What needs to be done |
Look for the string "FrostsChill" in the data below, and copy each line that holds it.

(Dataset entries)
+++++

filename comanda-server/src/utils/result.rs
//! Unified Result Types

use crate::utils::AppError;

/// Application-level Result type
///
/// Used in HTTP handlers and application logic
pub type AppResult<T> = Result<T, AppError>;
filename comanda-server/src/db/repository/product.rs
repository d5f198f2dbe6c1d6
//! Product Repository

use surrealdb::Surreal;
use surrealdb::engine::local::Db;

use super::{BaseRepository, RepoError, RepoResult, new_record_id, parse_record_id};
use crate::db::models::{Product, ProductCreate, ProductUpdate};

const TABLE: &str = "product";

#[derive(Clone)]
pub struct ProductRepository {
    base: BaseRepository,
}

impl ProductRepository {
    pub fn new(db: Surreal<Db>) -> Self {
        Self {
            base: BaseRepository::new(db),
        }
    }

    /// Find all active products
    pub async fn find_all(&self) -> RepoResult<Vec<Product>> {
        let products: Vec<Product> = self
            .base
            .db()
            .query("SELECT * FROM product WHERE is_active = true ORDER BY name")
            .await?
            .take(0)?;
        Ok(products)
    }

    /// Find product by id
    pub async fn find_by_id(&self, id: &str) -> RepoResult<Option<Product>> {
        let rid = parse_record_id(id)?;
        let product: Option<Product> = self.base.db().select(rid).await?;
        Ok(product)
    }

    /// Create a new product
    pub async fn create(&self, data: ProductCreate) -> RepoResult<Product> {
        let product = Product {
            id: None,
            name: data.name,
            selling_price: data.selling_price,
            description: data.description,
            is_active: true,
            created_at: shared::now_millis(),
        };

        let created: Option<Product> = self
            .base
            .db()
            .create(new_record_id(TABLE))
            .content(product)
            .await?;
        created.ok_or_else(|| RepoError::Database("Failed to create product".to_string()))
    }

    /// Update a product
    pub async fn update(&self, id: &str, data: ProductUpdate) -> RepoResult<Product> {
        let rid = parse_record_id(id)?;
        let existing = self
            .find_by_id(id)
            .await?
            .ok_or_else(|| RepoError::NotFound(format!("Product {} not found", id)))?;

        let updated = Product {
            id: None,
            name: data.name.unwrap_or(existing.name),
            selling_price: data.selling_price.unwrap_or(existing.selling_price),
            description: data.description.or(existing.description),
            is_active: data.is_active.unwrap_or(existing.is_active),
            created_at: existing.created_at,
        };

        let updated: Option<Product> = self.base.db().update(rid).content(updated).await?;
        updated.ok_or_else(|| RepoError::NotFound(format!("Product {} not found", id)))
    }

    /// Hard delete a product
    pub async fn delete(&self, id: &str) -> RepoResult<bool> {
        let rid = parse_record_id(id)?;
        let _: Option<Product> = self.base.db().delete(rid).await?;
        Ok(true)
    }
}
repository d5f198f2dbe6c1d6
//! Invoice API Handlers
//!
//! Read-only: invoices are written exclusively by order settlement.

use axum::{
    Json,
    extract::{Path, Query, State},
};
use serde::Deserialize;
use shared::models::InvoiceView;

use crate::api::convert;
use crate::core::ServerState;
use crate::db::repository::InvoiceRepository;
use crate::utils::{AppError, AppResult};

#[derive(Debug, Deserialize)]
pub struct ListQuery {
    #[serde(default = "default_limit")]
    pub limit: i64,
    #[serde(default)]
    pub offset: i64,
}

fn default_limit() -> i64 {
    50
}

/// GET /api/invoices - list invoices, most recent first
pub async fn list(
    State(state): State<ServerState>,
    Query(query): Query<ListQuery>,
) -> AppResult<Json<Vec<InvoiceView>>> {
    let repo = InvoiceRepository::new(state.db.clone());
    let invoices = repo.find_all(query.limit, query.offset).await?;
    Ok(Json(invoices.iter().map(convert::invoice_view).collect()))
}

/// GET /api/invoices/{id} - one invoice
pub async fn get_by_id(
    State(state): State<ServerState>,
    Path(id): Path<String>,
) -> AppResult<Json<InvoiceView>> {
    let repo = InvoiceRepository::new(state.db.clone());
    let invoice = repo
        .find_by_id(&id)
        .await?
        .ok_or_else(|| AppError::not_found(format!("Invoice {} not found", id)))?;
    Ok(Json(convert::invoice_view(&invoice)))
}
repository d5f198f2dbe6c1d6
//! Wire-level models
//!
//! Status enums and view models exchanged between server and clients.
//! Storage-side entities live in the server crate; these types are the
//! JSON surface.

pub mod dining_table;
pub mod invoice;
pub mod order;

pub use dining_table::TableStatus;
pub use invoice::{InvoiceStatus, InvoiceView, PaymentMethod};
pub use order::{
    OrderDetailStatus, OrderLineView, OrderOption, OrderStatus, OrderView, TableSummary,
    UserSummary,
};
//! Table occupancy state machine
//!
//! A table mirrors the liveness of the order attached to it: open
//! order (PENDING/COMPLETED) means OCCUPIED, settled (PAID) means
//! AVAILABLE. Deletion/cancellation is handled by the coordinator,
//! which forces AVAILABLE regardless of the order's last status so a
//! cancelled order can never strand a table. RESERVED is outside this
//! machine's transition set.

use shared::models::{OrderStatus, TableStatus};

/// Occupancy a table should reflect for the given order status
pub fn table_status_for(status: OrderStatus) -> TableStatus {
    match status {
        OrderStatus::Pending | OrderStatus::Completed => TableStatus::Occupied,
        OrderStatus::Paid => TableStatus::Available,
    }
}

+++++

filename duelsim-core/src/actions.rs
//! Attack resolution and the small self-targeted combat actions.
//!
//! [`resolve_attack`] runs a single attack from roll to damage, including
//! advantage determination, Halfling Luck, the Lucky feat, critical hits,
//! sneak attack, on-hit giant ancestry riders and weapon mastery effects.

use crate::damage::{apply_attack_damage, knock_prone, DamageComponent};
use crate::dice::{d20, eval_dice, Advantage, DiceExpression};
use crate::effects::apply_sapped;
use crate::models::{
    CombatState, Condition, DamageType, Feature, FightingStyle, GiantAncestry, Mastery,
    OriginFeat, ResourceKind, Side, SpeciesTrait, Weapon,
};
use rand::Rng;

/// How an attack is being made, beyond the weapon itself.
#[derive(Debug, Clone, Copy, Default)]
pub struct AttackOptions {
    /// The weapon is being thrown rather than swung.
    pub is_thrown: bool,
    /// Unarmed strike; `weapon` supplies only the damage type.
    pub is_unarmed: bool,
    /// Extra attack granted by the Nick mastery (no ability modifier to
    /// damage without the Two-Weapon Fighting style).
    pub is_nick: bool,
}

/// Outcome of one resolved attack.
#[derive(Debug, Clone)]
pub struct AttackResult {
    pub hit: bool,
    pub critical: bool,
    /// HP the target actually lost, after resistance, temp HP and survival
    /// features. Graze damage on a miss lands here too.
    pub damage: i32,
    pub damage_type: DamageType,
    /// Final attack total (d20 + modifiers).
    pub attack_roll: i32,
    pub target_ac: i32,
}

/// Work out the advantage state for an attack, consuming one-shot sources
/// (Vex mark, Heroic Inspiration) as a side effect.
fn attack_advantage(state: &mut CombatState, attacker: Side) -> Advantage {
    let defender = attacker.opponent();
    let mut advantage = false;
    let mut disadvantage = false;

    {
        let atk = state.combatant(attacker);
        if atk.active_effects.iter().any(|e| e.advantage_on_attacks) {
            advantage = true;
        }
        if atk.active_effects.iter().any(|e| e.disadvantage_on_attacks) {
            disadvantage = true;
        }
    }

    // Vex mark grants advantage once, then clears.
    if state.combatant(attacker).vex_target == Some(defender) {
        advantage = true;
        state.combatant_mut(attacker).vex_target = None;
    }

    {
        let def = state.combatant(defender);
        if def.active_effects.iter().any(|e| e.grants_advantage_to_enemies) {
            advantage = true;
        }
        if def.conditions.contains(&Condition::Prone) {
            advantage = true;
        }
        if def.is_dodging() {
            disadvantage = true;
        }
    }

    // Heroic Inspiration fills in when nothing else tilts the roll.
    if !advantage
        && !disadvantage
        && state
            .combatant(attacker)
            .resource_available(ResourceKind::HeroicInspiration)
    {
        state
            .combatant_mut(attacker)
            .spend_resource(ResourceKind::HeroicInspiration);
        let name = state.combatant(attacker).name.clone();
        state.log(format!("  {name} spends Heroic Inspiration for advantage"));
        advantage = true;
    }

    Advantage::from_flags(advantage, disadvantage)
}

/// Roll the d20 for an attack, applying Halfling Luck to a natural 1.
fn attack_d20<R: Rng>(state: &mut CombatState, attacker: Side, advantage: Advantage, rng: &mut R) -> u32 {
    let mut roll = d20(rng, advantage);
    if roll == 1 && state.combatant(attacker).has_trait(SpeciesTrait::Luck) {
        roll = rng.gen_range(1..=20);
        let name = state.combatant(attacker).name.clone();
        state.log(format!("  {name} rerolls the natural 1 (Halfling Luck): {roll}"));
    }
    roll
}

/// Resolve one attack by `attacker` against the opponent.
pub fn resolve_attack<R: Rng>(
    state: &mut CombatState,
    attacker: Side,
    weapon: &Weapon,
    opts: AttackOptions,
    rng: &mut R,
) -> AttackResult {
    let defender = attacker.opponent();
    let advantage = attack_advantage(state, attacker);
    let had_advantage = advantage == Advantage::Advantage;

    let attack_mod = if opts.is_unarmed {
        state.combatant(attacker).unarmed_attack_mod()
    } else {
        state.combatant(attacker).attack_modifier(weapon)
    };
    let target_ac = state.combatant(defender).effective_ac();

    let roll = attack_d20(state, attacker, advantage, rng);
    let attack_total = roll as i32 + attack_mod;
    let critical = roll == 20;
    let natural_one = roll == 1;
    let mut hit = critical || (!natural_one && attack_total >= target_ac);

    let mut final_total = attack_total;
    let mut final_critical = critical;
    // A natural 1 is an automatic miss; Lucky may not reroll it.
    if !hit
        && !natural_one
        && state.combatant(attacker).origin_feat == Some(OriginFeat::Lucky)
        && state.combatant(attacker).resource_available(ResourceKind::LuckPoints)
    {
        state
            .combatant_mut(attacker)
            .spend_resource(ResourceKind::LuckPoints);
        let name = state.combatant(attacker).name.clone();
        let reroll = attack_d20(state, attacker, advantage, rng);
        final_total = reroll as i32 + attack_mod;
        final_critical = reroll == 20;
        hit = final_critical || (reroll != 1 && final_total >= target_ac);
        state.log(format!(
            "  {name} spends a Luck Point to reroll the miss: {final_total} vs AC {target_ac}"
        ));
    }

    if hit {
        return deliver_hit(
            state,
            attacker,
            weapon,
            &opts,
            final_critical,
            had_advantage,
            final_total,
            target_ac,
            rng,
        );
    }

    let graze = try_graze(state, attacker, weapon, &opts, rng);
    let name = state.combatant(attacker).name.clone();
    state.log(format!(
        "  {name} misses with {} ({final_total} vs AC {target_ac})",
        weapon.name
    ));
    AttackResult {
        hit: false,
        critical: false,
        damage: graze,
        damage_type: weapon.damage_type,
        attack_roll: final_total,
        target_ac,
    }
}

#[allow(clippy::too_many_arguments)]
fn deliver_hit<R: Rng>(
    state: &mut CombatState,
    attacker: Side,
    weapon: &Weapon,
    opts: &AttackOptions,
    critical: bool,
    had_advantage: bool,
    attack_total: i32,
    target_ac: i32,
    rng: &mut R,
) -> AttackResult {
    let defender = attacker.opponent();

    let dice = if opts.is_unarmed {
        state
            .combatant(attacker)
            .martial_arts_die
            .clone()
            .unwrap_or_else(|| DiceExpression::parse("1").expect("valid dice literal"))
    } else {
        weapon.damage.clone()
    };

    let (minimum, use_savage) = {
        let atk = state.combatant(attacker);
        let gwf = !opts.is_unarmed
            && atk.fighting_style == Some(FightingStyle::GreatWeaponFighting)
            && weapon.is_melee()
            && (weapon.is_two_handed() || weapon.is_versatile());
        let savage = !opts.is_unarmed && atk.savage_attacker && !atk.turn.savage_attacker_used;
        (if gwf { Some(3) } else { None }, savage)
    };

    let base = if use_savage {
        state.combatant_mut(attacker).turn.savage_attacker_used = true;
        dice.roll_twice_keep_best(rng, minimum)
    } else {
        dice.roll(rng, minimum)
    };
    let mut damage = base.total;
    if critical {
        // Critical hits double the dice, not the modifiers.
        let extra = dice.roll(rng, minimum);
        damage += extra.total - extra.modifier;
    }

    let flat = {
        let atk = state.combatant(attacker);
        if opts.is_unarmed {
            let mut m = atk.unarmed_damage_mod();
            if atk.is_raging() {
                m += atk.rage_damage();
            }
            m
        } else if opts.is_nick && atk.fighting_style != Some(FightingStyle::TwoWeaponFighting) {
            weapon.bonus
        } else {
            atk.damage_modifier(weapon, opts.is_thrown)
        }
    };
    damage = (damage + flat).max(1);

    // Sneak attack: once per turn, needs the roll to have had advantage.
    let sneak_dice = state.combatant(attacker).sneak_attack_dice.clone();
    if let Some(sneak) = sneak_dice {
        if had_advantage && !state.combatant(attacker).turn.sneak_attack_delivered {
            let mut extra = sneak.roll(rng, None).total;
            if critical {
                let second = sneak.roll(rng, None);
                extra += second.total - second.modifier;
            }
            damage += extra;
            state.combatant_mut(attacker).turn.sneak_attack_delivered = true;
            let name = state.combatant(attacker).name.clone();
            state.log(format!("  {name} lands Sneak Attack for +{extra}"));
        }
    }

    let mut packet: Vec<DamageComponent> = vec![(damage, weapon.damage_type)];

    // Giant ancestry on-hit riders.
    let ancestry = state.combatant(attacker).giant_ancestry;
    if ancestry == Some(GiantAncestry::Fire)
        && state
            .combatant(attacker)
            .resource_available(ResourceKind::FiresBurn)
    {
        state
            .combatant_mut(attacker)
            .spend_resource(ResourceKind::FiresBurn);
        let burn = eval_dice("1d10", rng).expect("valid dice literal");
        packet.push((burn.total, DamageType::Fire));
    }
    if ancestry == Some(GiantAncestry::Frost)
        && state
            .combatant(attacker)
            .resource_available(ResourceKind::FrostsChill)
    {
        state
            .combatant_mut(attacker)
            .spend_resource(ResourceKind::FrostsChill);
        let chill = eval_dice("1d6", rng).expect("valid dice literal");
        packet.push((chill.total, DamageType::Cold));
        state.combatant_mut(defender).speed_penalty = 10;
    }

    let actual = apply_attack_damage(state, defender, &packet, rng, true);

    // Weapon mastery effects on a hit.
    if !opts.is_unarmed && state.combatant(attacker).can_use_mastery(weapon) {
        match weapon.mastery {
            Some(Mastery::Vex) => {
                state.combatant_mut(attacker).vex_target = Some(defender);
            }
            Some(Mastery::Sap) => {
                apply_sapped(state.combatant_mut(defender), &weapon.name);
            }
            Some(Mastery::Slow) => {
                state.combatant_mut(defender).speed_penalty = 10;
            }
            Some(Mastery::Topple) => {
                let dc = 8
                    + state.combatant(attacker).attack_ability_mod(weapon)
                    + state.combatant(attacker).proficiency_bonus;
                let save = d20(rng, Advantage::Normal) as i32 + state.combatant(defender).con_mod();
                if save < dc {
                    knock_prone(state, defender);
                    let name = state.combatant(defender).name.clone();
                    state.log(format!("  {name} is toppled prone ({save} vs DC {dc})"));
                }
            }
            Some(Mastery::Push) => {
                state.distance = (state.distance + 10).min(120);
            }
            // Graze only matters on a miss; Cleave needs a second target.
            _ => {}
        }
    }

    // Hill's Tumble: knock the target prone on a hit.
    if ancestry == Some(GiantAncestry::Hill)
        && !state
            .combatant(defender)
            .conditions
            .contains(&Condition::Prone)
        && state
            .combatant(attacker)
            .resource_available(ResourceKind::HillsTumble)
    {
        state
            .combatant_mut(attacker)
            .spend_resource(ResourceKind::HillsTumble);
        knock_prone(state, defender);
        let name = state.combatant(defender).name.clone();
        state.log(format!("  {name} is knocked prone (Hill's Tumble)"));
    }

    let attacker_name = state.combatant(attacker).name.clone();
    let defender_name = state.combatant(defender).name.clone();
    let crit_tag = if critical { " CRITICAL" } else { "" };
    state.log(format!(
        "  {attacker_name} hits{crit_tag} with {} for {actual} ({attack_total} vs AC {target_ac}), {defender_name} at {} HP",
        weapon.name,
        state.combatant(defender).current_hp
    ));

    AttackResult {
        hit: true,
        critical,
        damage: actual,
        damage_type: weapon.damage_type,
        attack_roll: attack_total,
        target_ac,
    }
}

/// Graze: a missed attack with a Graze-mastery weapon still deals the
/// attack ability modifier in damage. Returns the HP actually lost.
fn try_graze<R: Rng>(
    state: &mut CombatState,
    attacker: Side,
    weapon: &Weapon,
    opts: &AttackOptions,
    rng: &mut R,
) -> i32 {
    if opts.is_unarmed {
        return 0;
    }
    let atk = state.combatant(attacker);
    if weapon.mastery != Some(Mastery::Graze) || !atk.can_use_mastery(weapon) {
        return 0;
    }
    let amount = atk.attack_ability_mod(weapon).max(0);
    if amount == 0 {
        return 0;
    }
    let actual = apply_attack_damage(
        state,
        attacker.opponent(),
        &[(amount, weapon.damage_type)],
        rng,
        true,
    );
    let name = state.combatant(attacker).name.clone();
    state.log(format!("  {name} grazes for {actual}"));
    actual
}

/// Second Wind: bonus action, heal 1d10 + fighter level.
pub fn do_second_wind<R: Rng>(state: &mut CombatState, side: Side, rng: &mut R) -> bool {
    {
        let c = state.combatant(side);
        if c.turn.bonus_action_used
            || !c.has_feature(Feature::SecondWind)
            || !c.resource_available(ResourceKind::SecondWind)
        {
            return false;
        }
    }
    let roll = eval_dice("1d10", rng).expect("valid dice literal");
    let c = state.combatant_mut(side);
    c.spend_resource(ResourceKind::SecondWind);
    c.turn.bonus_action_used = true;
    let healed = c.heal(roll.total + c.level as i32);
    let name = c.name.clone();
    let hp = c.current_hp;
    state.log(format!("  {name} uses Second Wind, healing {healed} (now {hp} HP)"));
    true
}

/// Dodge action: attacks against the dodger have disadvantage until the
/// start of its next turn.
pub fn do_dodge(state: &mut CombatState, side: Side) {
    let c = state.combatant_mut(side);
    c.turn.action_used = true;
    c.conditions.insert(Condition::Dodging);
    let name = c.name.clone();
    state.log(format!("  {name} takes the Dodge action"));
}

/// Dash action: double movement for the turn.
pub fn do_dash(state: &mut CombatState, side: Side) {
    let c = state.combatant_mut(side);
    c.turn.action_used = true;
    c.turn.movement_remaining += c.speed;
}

+++++

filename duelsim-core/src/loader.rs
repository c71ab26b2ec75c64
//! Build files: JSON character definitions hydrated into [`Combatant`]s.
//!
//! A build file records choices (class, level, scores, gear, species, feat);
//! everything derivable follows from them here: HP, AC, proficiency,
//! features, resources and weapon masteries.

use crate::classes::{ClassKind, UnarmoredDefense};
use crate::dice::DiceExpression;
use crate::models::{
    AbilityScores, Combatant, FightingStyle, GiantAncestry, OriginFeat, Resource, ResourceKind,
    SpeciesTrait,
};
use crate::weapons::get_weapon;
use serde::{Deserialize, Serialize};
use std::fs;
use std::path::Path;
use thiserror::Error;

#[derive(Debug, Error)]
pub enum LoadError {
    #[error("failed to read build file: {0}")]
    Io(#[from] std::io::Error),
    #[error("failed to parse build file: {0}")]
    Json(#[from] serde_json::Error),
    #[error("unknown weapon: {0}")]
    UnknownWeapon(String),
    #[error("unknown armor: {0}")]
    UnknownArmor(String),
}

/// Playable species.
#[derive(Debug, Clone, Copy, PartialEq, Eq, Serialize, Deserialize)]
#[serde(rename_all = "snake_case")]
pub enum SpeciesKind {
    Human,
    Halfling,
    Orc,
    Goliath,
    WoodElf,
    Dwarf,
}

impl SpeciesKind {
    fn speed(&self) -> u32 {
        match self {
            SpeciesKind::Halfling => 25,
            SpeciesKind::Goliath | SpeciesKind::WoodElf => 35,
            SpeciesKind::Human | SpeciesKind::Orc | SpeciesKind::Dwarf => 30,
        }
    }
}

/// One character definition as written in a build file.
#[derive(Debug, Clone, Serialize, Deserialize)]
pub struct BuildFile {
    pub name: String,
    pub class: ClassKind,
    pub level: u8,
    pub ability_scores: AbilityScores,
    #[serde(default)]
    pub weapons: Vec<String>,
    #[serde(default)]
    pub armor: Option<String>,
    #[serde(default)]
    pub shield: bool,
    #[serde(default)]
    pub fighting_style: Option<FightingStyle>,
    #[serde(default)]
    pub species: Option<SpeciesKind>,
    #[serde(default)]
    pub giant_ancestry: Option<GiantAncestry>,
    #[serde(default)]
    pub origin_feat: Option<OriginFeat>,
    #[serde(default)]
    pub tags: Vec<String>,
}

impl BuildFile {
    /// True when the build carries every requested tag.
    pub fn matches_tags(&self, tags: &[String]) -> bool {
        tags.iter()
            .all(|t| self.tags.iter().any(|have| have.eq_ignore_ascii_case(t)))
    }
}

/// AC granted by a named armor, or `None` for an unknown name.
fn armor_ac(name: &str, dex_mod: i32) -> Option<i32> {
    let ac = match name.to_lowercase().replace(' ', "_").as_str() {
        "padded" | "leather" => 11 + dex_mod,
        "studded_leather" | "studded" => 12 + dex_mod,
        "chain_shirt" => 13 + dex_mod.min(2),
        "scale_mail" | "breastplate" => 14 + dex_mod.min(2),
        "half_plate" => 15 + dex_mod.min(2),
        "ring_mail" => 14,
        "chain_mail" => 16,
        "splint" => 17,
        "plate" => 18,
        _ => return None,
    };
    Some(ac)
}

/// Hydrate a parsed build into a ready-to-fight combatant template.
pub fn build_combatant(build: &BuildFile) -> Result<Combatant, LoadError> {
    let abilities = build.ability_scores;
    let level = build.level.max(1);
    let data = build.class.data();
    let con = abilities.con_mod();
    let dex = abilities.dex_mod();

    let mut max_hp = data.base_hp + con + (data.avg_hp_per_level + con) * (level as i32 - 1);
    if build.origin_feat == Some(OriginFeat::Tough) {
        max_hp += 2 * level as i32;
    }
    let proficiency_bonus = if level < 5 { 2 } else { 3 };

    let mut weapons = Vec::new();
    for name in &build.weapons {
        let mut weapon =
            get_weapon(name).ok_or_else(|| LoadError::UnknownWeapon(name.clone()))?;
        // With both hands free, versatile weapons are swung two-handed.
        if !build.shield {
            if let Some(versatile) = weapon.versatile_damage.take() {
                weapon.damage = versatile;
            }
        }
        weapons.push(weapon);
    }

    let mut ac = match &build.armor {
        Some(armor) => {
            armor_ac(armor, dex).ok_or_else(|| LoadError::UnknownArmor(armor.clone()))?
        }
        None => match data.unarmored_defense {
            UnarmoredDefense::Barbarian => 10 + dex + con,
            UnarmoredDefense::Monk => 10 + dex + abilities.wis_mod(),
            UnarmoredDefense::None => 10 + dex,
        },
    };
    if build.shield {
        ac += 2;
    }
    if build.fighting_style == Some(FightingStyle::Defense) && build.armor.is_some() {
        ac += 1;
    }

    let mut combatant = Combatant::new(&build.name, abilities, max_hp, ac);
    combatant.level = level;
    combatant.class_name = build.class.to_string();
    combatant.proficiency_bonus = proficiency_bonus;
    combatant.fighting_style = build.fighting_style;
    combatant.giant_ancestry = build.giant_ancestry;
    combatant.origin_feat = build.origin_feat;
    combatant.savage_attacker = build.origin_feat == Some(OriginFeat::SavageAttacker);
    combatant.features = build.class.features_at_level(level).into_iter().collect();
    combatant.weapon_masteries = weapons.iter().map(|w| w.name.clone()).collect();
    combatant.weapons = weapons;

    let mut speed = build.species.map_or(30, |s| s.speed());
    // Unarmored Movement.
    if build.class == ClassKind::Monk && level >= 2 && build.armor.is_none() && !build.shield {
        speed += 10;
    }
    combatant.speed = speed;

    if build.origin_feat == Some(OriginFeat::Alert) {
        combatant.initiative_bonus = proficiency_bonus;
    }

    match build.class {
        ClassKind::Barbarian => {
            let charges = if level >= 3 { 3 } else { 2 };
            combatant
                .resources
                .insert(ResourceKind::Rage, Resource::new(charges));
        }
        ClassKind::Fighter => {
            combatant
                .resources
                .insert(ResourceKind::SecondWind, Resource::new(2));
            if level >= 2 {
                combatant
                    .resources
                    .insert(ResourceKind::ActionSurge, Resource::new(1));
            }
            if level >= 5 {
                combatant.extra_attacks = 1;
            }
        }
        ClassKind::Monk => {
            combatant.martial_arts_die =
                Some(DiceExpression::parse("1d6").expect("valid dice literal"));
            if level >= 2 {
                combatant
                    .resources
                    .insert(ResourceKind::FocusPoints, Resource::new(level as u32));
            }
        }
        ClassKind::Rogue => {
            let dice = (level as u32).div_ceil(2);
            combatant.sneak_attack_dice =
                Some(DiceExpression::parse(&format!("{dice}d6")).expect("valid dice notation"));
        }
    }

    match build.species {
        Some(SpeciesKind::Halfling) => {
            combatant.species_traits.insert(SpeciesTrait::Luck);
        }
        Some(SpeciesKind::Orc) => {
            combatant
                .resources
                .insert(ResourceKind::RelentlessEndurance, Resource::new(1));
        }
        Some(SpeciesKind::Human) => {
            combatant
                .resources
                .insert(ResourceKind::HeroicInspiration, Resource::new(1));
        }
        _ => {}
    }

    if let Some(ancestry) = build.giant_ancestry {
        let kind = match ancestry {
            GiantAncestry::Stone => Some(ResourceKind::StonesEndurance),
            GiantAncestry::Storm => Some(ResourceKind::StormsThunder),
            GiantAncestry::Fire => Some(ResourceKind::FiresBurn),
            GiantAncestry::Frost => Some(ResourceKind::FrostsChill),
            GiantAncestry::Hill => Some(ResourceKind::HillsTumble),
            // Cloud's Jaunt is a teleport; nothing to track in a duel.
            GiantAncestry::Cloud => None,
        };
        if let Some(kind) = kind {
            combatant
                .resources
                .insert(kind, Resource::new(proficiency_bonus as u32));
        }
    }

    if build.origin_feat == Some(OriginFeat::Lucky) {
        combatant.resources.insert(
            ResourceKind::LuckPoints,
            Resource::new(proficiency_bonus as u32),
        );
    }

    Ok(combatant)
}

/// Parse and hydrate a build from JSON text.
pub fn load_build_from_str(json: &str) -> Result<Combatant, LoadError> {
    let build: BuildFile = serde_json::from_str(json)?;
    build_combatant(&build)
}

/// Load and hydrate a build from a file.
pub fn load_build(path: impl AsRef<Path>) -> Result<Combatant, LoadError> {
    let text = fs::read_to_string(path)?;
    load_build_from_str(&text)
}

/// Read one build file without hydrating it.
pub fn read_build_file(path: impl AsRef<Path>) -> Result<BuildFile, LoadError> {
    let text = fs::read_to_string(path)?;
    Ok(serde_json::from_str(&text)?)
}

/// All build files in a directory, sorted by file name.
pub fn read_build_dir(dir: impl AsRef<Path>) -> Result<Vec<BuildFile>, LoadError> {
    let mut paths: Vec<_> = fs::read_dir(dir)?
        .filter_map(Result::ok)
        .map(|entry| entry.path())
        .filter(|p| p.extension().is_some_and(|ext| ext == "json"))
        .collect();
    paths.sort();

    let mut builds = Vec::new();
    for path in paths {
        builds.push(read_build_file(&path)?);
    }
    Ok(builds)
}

+++++

Reply |
            .resource_available(ResourceKind::FrostsChill)
            .spend_resource(ResourceKind::FrostsChill);
            GiantAncestry::Frost => Some(ResourceKind::FrostsChill),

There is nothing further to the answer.